Preached on Sunday, May 5, 2019
Scripture
readings: Genesis 1:26-31; Matthew 28:16-20
There’s a
friend of mine who has told me that he became a Christian when he held his
first baby child in his arms. He knew, in his heart that he, as he was, was not
the man to raise this child. He needed to become a new man. So, my friend gave
his life to Christ, so that he could be a wise, loving, faithful father.

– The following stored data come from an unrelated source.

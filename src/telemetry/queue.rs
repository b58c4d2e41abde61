//! Ordered in-memory event buffer.

use std::collections::VecDeque;

use rustc_hash::FxHashSet;

use super::event::{Event, PriorityTable};
use super::Priority;

/// FIFO of pending events. Not synchronised; the dispatcher owns the lock.
#[derive(Debug, Default)]
pub struct EventQueue {
    events: VecDeque<Event>,
    priorities: PriorityTable,
}

impl EventQueue {
    /// Empty queue classifying with `priorities`.
    #[must_use]
    pub fn new(priorities: PriorityTable) -> Self {
        Self {
            events: VecDeque::new(),
            priorities,
        }
    }

    /// Tag the event's priority and append it. Returns the priority.
    pub fn push(&mut self, mut event: Event) -> Priority {
        let priority = self.priorities.classify(event.name());
        event.set_priority(priority);
        self.events.push_back(event);
        priority
    }

    /// Number of pending events.
    #[must_use]
    pub fn len(&self) -> usize {
        self.events.len()
    }

    /// Check if nothing is pending.
    #[must_use]
    pub fn is_empty(&self) -> bool {
        self.events.is_empty()
    }

    /// Snapshot and clear: everything pending, in enqueue order.
    pub fn take_all(&mut self) -> Vec<Event> {
        self.events.drain(..).collect()
    }

    /// Put a batch back ahead of anything enqueued since it was taken.
    ///
    /// Events whose id is already queued are skipped. Returns how many were
    /// put back.
    pub fn requeue_front(&mut self, batch: Vec<Event>) -> usize {
        let mut seen: FxHashSet<_> = self.events.iter().map(Event::id).collect();
        let fresh: Vec<Event> = batch.into_iter().filter(|e| seen.insert(e.id())).collect();
        let count = fresh.len();
        for event in fresh.into_iter().rev() {
            self.events.push_front(event);
        }
        count
    }

    /// Pending events without removing them.
    pub fn iter(&self) -> impl Iterator<Item = &Event> {
        self.events.iter()
    }
}

#[cfg(test)]
mod tests {
    use super::*;

    fn names(queue: &EventQueue) -> Vec<&str> {
        queue.iter().map(Event::name).collect()
    }

    #[test]
    fn test_push_tags_priority() {
        let mut queue = EventQueue::default();
        assert_eq!(queue.push(Event::new("page_view")), Priority::Normal);
        assert_eq!(queue.push(Event::new("conversion")), Priority::High);
        assert_eq!(queue.iter().nth(1).unwrap().priority(), Priority::High);
    }

    #[test]
    fn test_take_all_clears_in_order() {
        let mut queue = EventQueue::default();
        queue.push(Event::new("a"));
        queue.push(Event::new("b"));

        let batch = queue.take_all();

        assert_eq!(batch.iter().map(Event::name).collect::<Vec<_>>(), vec!["a", "b"]);
        assert!(queue.is_empty());
    }

    #[test]
    fn test_requeue_front_preserves_relative_order() {
        let mut queue = EventQueue::default();
        queue.push(Event::new("a"));
        queue.push(Event::new("b"));
        let batch = queue.take_all();

        queue.push(Event::new("c"));
        queue.requeue_front(batch);

        assert_eq!(names(&queue), vec!["a", "b", "c"]);
    }

    #[test]
    fn test_requeue_front_skips_events_already_queued() {
        let mut queue = EventQueue::default();
        queue.push(Event::new("a"));
        let batch = queue.take_all();
        let copy = batch.clone();

        assert_eq!(queue.requeue_front(batch), 1);
        assert_eq!(queue.requeue_front(copy), 0);

        assert_eq!(names(&queue), vec!["a"]);
    }
}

Walking near Crab Creek, north of Desert Aire-Mattawa, WA Late April, 2019 |
The truth
is that my friend was raised in a Christian home and seemed to belong to Christ
already. But, his baby daughter became the witness commissioned by Jesus to go
to the nation of Washtucna and make a disciple out of her new father, teaching
him to observe all the Jesus had commanded her.
Paul
writes: “If anyone is in Christ, he is a new creation. The old has passed away,
behold the new has come.” (2 Corinthians 5:17 RSV) My friend became a new man
for a new world: the new world of fatherhood. By the way, my friend’s wife was
always a saint. She must have seen his future when she said, “I do.”
My friend
saw his old world passing away. In the bigger sense our whole world is passing
away, ever since Jesus died and rose from the dead. (1 John 2:17) A new world
has begun because of Jesus.
To us,
this world still looks like a dying world. We will only see that new world of
Jesus when he comes again. We live in a new creation and we, who are in Christ,
are a new creation, even though we don’t look anything like new.
We are
called by the Lord to live as his new images in this new creation. We know
there must be different rules and a different calling than we had in the old
creation, when we were trying to make ourselves in our own image, in those bad,
old days in that bad, old world that was turned away from God.
God gave
my friend a new calling, with his new heart, in the new world called
fatherhood. This new calling was what we might call a covenant; a fancy Bible
word for a holy promise bringing and holding God and human beings together.
The last
few lines of the Gospel of Matthew are such a covenant, such a holy promise,
that brings us and holds us together. Through this promise, we have a
relationship of grace and empowerment with the Lord Jesus.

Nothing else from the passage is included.